Five years ago Kisilu, a Kenyan farmer, started to use his camera to capture the life of his family, his village and the damages of climate change. When a violent storm throws him and a Norwegian filmmaker together we see him transform from a father, to community leader to an activist on the global stage. Thank You for the Rain is an inspiring and captivating tale of an indefatigable optimist, who nonetheless tests his limits in the fight for a greener world.

Thank You for the Rain is a collaborative film made by Kisilu Musya, a Kenyan farmer, climate fighter and video diarist, and Julia Dahr, a Norwegian filmmaker. Living in completely different parts of the world, Kisilu and Julia found each through this project, and have been working together for more than five years to complete Thank You For The Rain.

Reception 
Thank You for the Rain has received acclaim by critics. The film has won several awards including Best Documentary at the Kenyan Kalasha Awards and two awards at Social Impact Media Awards in 2018. The film has won 16 awards, and has competed at 28 international festivals.

 Winner: Best Cinematography, Women in Film and Television, Canada 2019
 Winner: Basil Wright Film Prize, Rai Film Festival, UK 2019
 Winner: Best film on sustainable development, Millenium Film Festival, 2018 Belgium
 Winner: Best Story, Naturvision Film Festival 2018
 Winner: Ethos Jury Prize, Social Media Impact Awards, United States 2018
 Winner: Best Cinematography, Social Media Impact Awards, United States 2018
 Winner: The Main Prize of the Minister of the Environment, IFF Ekofilm, Chzech Republic 2018
 Winner: Best Documentary Film, Kalasha Film and TV Awards, Kenya 2018
 Winner: WWF Award, Thessaloniki Documentary Festival, Greece 2018
 Winner: Best Movie, Nuovi Sguardi, Italy 2018
 Winner: Jury Prize, Another Way Film festival, Spain 2017
 Winner: Osiris FAO Prize, Agrofilm, Slovakia 2017
 Winner: Fethi Kayaalp Grand Award, Bozcaada International Festival of Ecological Documentary, Turkey 2017
 Winner: Jury Award, Alimenterre Film Festival, Belgium 2017
 Winner: Pangolin Power Film Award, Eco Film Festival, Singapore 2017
 Winner: Best Feature Documentary, FICMEC, Spain 2017

Impact 

In 2017 an international impact campaign was launched, aiming to build climate resilient communities, strengthen the climate justice movement, and push policymakers to take steps to stop climate change and support frontline communities.

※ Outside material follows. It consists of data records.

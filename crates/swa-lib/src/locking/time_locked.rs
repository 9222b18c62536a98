use crate::{
    config::{Anchor, TimeLockConfig},
    detectors::slow_wave::SlowWaves,
    error::Result,
    locking::{check_rate, finish_means, samples_in, window_len},
    signal::TimeSeries,
};
use log::debug;
use serde::{Deserialize, Serialize};

/// Sample-by-sample mean of fixed windows around each wave. Position 0 sits
/// `left` samples before the anchor.
#[derive(Debug, Clone, PartialEq, Serialize, Deserialize)]
pub struct TimeLockedAverage {
    pub fs: f64,
    pub left: usize,
    pub right: usize,
    pub mean: Vec<f64>,
    pub count: Vec<usize>,
}

impl TimeLockedAverage {
    pub fn is_empty(&self) -> bool {
        self.mean.is_empty()
    }

    /// Offset from the anchor, in samples, of each output position.
    pub fn offsets(&self) -> Vec<i64> {
        (0..self.mean.len())
            .map(|pos| pos as i64 - self.left as i64)
            .collect()
    }

    pub fn offsets_sec(&self) -> Vec<f64> {
        self.offsets()
            .into_iter()
            .map(|o| o as f64 / self.fs)
            .collect()
    }
}

/// Window half-widths in samples of a signal sampled at `fs`.
pub fn window_samples(left_sec: f64, right_sec: f64, fs: f64) -> Result<(usize, usize)> {
    let left = samples_in(left_sec, fs)?;
    let right = samples_in(right_sec, fs)?;
    window_len(&[left, 1, right])?;
    Ok((left, right))
}

/// Average `signal` over `[anchor - left, anchor + right]` for every anchor.
/// Positions falling outside the signal are skipped, leaving their count lower.
pub fn time_locked_sum(
    anchors: &[i64],
    signal: &[f64],
    left: usize,
    right: usize,
) -> Result<(Vec<f64>, Vec<usize>)> {
    let np = window_len(&[left, 1, right])?;
    let mut sum = vec![0.0; np];
    let mut count = vec![0usize; np];
    let n = signal.len() as i64;
    for &anchor in anchors {
        let lower = anchor - left as i64;
        for pos in 0..np {
            let j = lower + pos as i64;
            if j < 0 || j >= n {
                continue;
            }
            sum[pos] += signal[j as usize];
            count[pos] += 1;
        }
    }
    Ok((sum, count))
}

impl SlowWaves {
    /// Anchor samples of every wave expressed in a signal sampled at `fs`.
    pub fn anchors_at(&self, anchor: Anchor, fs: f64) -> Vec<i64> {
        let ratio = fs / self.sample_rate;
        self.waves
            .iter()
            .map(|w| {
                let a = w.anchor_sample(anchor);
                if ratio == 1.0 {
                    a as i64
                } else {
                    (a as f64 * ratio).round() as i64
                }
            })
            .collect()
    }

    /// Time-locked average of an auxiliary signal around each wave.
    pub fn time_locked_average(
        &self,
        aux: &TimeSeries,
        cfg: &TimeLockConfig,
    ) -> Result<TimeLockedAverage> {
        cfg.validate()?;
        check_rate(aux.fs)?;
        let (left, right) = window_samples(cfg.left_sec, cfg.right_sec, aux.fs)?;
        if self.waves.is_empty() {
            return Ok(TimeLockedAverage {
                fs: aux.fs,
                left,
                right,
                mean: Vec::new(),
                count: Vec::new(),
            });
        }
        debug!(
            "time-locked averaging to {:?} within -{}/+{}s",
            cfg.anchor, cfg.left_sec, cfg.right_sec
        );
        let anchors = self.anchors_at(cfg.anchor, aux.fs);
        let (sum, count) = time_locked_sum(&anchors, &aux.data, left, right)?;
        Ok(TimeLockedAverage {
            fs: aux.fs,
            left,
            right,
            mean: finish_means(&sum, &count),
            count,
        })
    }
}

#[cfg(test)]
mod tests {
    use super::*;
    use crate::{
        config::SlowWaveConfig,
        error::SlowWaveError,
        fixtures::{assert_close, sine_trace},
        signal::{contiguous_ticks, Continuous, Recording},
    };

    fn session(x: &[f64], fs: f64) -> SlowWaves {
        let ticks = contiguous_ticks(x.len(), fs);
        SlowWaves::detect(
            &Recording::new(x, &ticks, fs),
            &Continuous,
            &SlowWaveConfig::default(),
        )
        .unwrap()
    }

    #[test]
    fn zero_width_window_averages_anchor_samples() {
        let x = sine_trace(1.0, 100.0, 4.0, 1.0);
        let sw = session(&x, 100.0);
        let aux = TimeSeries {
            fs: 100.0,
            data: (0..x.len()).map(|i| i as f64).collect(),
        };
        let avg = sw
            .time_locked_average(&aux, &TimeLockConfig::symmetric(Anchor::Onset, 0.0))
            .unwrap();
        assert_eq!(avg.mean.len(), 1);
        // onsets at 50, 150, 250
        assert_close(avg.mean[0], 150.0, 1e-12);
        assert_eq!(avg.count, vec![3]);
    }

    #[test]
    fn window_around_negative_peak_follows_the_trough() {
        let x = sine_trace(1.0, 100.0, 4.0, 1.0);
        let sw = session(&x, 100.0);
        let aux = TimeSeries {
            fs: 100.0,
            data: x.clone(),
        };
        let avg = sw
            .time_locked_average(&aux, &TimeLockConfig::symmetric(Anchor::NegativePeak, 0.5))
            .unwrap();
        assert_eq!(avg.mean.len(), 101);
        assert_eq!(avg.offsets()[0], -50);
        assert_close(avg.mean[50], -1.0, 1e-3);
        assert!(avg.mean[0] > 0.9 && avg.mean[100] > 0.9);
        // the sine is symmetric about its trough, up to the one-sample tie in peak picking
        for k in 1..50 {
            assert_close(avg.mean[50 - k], avg.mean[50 + k], 0.08);
        }
    }

    #[test]
    fn out_of_range_positions_are_not_counted() {
        let x = sine_trace(1.0, 100.0, 3.0, 1.0);
        let sw = session(&x, 100.0);
        let aux = TimeSeries {
            fs: 100.0,
            data: vec![1.0; x.len()],
        };
        let avg = sw
            .time_locked_average(&aux, &TimeLockConfig::symmetric(Anchor::Onset, 1.0))
            .unwrap();
        // onsets at 50 and 150; the window reaches 100 samples back
        assert_eq!(avg.count[0], 1);
        assert_eq!(avg.count[49], 1);
        assert_eq!(avg.count[50], 2);
        assert_eq!(avg.count[200], 2);
        assert_eq!(avg.mean[0], 1.0);

        let short = TimeSeries {
            fs: 100.0,
            data: vec![1.0; 40],
        };
        let avg = sw
            .time_locked_average(&short, &TimeLockConfig::symmetric(Anchor::Onset, 0.0))
            .unwrap();
        assert_eq!(avg.count, vec![0]);
        assert!(avg.mean[0].is_nan());
    }

    #[test]
    fn auxiliary_rate_sets_window_length() {
        let x = sine_trace(1.0, 100.0, 4.0, 1.0);
        let sw = session(&x, 100.0);
        let aux = TimeSeries {
            fs: 200.0,
            data: (0..800).map(|i| i as f64).collect(),
        };
        let avg = sw
            .time_locked_average(&aux, &TimeLockConfig::symmetric(Anchor::Onset, 0.25))
            .unwrap();
        assert_eq!(avg.mean.len(), 101);
        // onsets 50, 150, 250 map to 100, 300, 500 at 200 Hz
        assert_close(avg.mean[50], 300.0, 1e-12);
        assert_close(avg.offsets_sec()[0], -0.25, 1e-12);
    }

    #[test]
    fn negative_window_is_a_config_error() {
        let x = sine_trace(1.0, 100.0, 3.0, 1.0);
        let sw = session(&x, 100.0);
        let aux = TimeSeries {
            fs: 100.0,
            data: x.clone(),
        };
        let cfg = TimeLockConfig {
            anchor: Anchor::PositivePeak,
            left_sec: -1.0,
            right_sec: 1.0,
        };
        assert!(matches!(
            sw.time_locked_average(&aux, &cfg),
            Err(SlowWaveError::Config(_))
        ));
    }

    #[test]
    fn unbounded_windows_fail_before_accumulating() {
        let x = sine_trace(1.0, 100.0, 3.0, 1.0);
        let sw = session(&x, 100.0);
        let aux = TimeSeries {
            fs: 100.0,
            data: x.clone(),
        };
        for window in [1e300, f64::INFINITY, f64::NAN] {
            let cfg = TimeLockConfig::symmetric(Anchor::Onset, window);
            assert!(
                matches!(
                    sw.time_locked_average(&aux, &cfg),
                    Err(SlowWaveError::Config(_))
                ),
                "window {window}"
            );
        }
        assert!(window_samples(1e300, 0.0, 100.0).is_err());
        assert!(time_locked_sum(&[0], &x, usize::MAX, 1).is_err());

        let fast = TimeSeries {
            fs: f64::INFINITY,
            data: x.clone(),
        };
        assert!(matches!(
            sw.time_locked_average(&fast, &TimeLockConfig::default()),
            Err(SlowWaveError::InvalidInput(_))
        ));
    }

    #[test]
    fn no_waves_give_empty_output() {
        let x = sine_trace(1.0, 100.0, 1.0, 1.0);
        let sw = session(&x, 100.0);
        let aux = TimeSeries {
            fs: 100.0,
            data: x.clone(),
        };
        let avg = sw
            .time_locked_average(&aux, &TimeLockConfig::default())
            .unwrap();
        assert!(avg.is_empty());
    }
}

In 2019 and 2020 the campaign has received funding from Climate Justice Resilience Fund which will be used to strengthen and expand the work of building climate resilient communities in East Africa. This involves building earth dams and irrigation projects as well as the community screenings with farmers. We aim to use the film as a tool to create an arena where farmers, NGOs and local decision makers can meet to identify local challenges and discuss suitable climate solutions.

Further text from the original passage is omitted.